Task 2: Generation, examinating the capability of LLMs on proposing hypothesis of new thermoelectric materials
Check the 'examples/generation' fold for full prompts and responses contents. Here, we show the GPT-o3-mini model output.
- One-shot prompting with direct input and output
"What is the next promising thermoelectric material, that no one has never reported before? I'd like to have a try. What is the composition of it? Is this material never reported before? Why you propose this one? What is your inspiration? "
- Evolutionary tree-of-thought prompting
tot_sequence = [ "Setting the rules for evolutionary tree of thought", "check_evolution", "generating hypothesis with chemical formulas", "novelty evaluation", "context guidance", "compare_hypotheses", "summarising_hypothesis", "removing_low_feasibility_hypotheses", "zoom_into_low_temperature_hypotheses", "summarising_all_hypotheses" ] # The sequence of modules to run, you can turn on/off any module
🧪 Prompt-Driven Hypothesis Evolution Framework for Thermoelectric Materials
This repository implements a multi-stage prompting system using OpenAI's GPT-4o and reasoning models (like o1 and o3-mini) and a vast range of models (check the model map below) to simulate expert thinking in generating, evaluating, refining, and summarizing hypotheses for thermoelectric materials discovery.
📌 Features
🧠 Tree-of-Thought style evolution across expert agents
🔁 Sequential module prompts simulating scientific workflows
📊 Hypothesis evaluation with scoring and decision tree logic
📦 Exportable results as CSV tables (ZT, feasibility, risk, etc.)

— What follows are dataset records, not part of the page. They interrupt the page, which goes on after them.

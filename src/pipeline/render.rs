//! Page rasterisation behind the [`PageRenderer`] seam.
//!
//! [`PdfiumRenderer`] is the production implementation. pdfium is blocking
//! and CPU-bound, so the extractor calls `render_page` from
//! `tokio::task::spawn_blocking`. Tests substitute a renderer that returns
//! synthetic images and never touches pdfium.
//!
//! The longest edge is capped at `max_rendered_pixels` regardless of DPI so
//! an oversized page cannot produce a 12,000 px image.

use crate::error::{PageError, Pdf2TocError};
use image::DynamicImage;
use pdfium_render::prelude::*;
use std::path::{Path, PathBuf};
use tracing::{debug, info};

/// Renders single pages of one document.
pub trait PageRenderer: Send + Sync {
    /// Total pages in the document.
    fn page_count(&self) -> usize;

    /// Render the 0-indexed page `index`.
    fn render_page(&self, index: usize, dpi: u32, max_pixels: u32) -> Result<DynamicImage, PageError>;
}

/// Bind to pdfium: `PDFIUM_LIB_PATH` first, then the system library.
pub fn bind_pdfium() -> Result<Pdfium, Pdf2TocError> {
    if let Ok(dir) = std::env::var("PDFIUM_LIB_PATH") {
        let lib = Pdfium::pdfium_platform_library_name_at_path(&dir);
        match Pdfium::bind_to_library(&lib) {
            Ok(bindings) => {
                debug!("Bound pdfium from {}", lib.display());
                return Ok(Pdfium::new(bindings));
            }
            Err(e) => debug!("pdfium at {} unusable: {:?}", lib.display(), e),
        }
    }
    Pdfium::bind_to_system_library()
        .map(Pdfium::new)
        .map_err(|e| Pdf2TocError::PdfiumBindingFailed(format!("{e:?}")))
}

/// pdfium-backed renderer for a file on disk.
///
/// `Pdfium` is not `Send`, so the binding is made on the blocking thread for
/// each call and only the path and page count are kept.
pub struct PdfiumRenderer {
    path: PathBuf,
    page_count: usize,
}

impl PdfiumRenderer {
    /// Bind pdfium and open `path` once to learn its page count.
    pub fn open(path: &Path) -> Result<Self, Pdf2TocError> {
        let pdfium = bind_pdfium()?;
        let page_count = load(&pdfium, path)?.pages().len() as usize;
        info!("PDF loaded: {} pages", page_count);
        Ok(Self {
            path: path.to_path_buf(),
            page_count,
        })
    }
}

fn load<'a>(pdfium: &'a Pdfium, path: &Path) -> Result<PdfDocument<'a>, Pdf2TocError> {
    pdfium.load_pdf_from_file(path, None).map_err(|e| {
        let detail = format!("{e:?}");
        if detail.to_ascii_lowercase().contains("password") {
            Pdf2TocError::EncryptedPdf {
                path: path.to_path_buf(),
            }
        } else {
            Pdf2TocError::CorruptPdf {
                path: path.to_path_buf(),
                detail,
            }
        }
    })
}

impl PageRenderer for PdfiumRenderer {
    fn page_count(&self) -> usize {
        self.page_count
    }

    fn render_page(&self, index: usize, dpi: u32, max_pixels: u32) -> Result<DynamicImage, PageError> {
        let page_num = index + 1;
        let failed = |detail: String| PageError::RenderFailed {
            page: page_num,
            detail,
        };

        let pdfium = bind_pdfium().map_err(|e| failed(e.to_string()))?;
        let document = load(&pdfium, &self.path).map_err(|e| failed(e.to_string()))?;
        let page = document
            .pages()
            .get(index as u16)
            .map_err(|e| failed(format!("{e:?}")))?;

        let render_config = PdfRenderConfig::new()
            .scale_page_by_factor(dpi as f32 / 72.0)
            .set_maximum_width(max_pixels as i32)
            .set_maximum_height(max_pixels as i32);

        let bitmap = page
            .render_with_config(&render_config)
            .map_err(|e| failed(format!("{e:?}")))?;
        let image = bitmap.as_image();
        debug!(
            "Rendered page {} → {}x{} px",
            page_num,
            image.width(),
            image.height()
        );
        Ok(image)
    }
}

📈 Optional visualizations for tracking hypothesis evolution
🧬 Prompt Modules
Each stage in the hypothesis generation pipeline is structured as a named module, simulating a logical thought progression:
Module Name -- Purpose
Setting the rules for evolutionary tree of thought
-- Defines thinking structure, agents, and evaluation pipeline
check_evolution
-- Validates improved hypotheses after crossover/mutation
generating hypothesis with chemical formulas
-- Forces concrete chemical proposal and rule-based reasoning
novelty evaluation
-- Evaluates whether hypotheses are genuinely novel
context guidance
-- Provides background research to inspire further refinements
compare_hypotheses
-- Performs comparative analysis of generated hypotheses
summarising_hypothesis
-- Formats hypotheses into structured tables
removing_low_feasibility_hypotheses
-- Filters out weak proposals
zoom_into_low_temperature_hypotheses
-- Focuses on low-T materials (<600K)
summarising_all_hypotheses
-- Outputs final comparative table and trend summary
🧠 How It Works
- Sequential Prompt Chaining
final_output = run_sequential_prompt_pipeline(
module_names=[
"Setting the rules for evolutionary tree of thought",
"check_evolution",
...
"summarising_all_hypotheses"
],
model_name="gpt-4o"
)
Each module prompt is dynamically retrieved and appended to the previous output for rich context evolution.
- 📂 LLM Response Logging
All responses are saved:
As logs in the current folder
Hypothesis tables are extracted and saved as .csv Examples
🧬 Full coverage of LLMs via OpenRouter
In the model map, we provides the following choices, and you can customise it based on your own needs.
model_map = {
"4o": "gpt-4o", # T=0-2
"o1": "o1", #T = 1
"o3-mini": "o3-mini" , # T=1
"mistral" : "mistralai/mistral-large-2407", #T 0-3.2
"claude" : "anthropic/claude-3.7-sonnet", #T 0-1
"gemini" :"google/gemini-pro-1.5",#"google/gemini-2.0-pro-exp-02-05:free",#, "google/gemini-2.5-pro-exp-03-25:free", #T 0-2, topK, topP, slow response
"deepseek":"deepseek/deepseek-chat-v3-0324", #"deepseek/deepseek-r1:free", # T 0-1.5, slow response
"llama":"meta-llama/llama-3.1-405b-instruct"
}
🧬 Diversity and novelty evaluation through existing embeddings
The model all-MiniLM-L6-v2
is used to encode each log file from the test models.
pip install --upgrade torch torchvision torchaudio transformers sentence-transformers
After installation, the novelty score can be calculated.
baseline_embeddings = model.encode(baseline_hypotheses, convert_to_tensor=True)
hypothesis_embeddings = model.encode(hypothesis_log, convert_to_tensor=True)
novelty_score = 1 - util.cos_sim(hypothesis_embedding, baseline_embeddings).mean().item()
🧩 Try out our JupyterNotebook_OpenAI and JupyterNotebook_OpenRouter!
📜 License MIT — feel free to use or build upon this for scientific or educational purposes.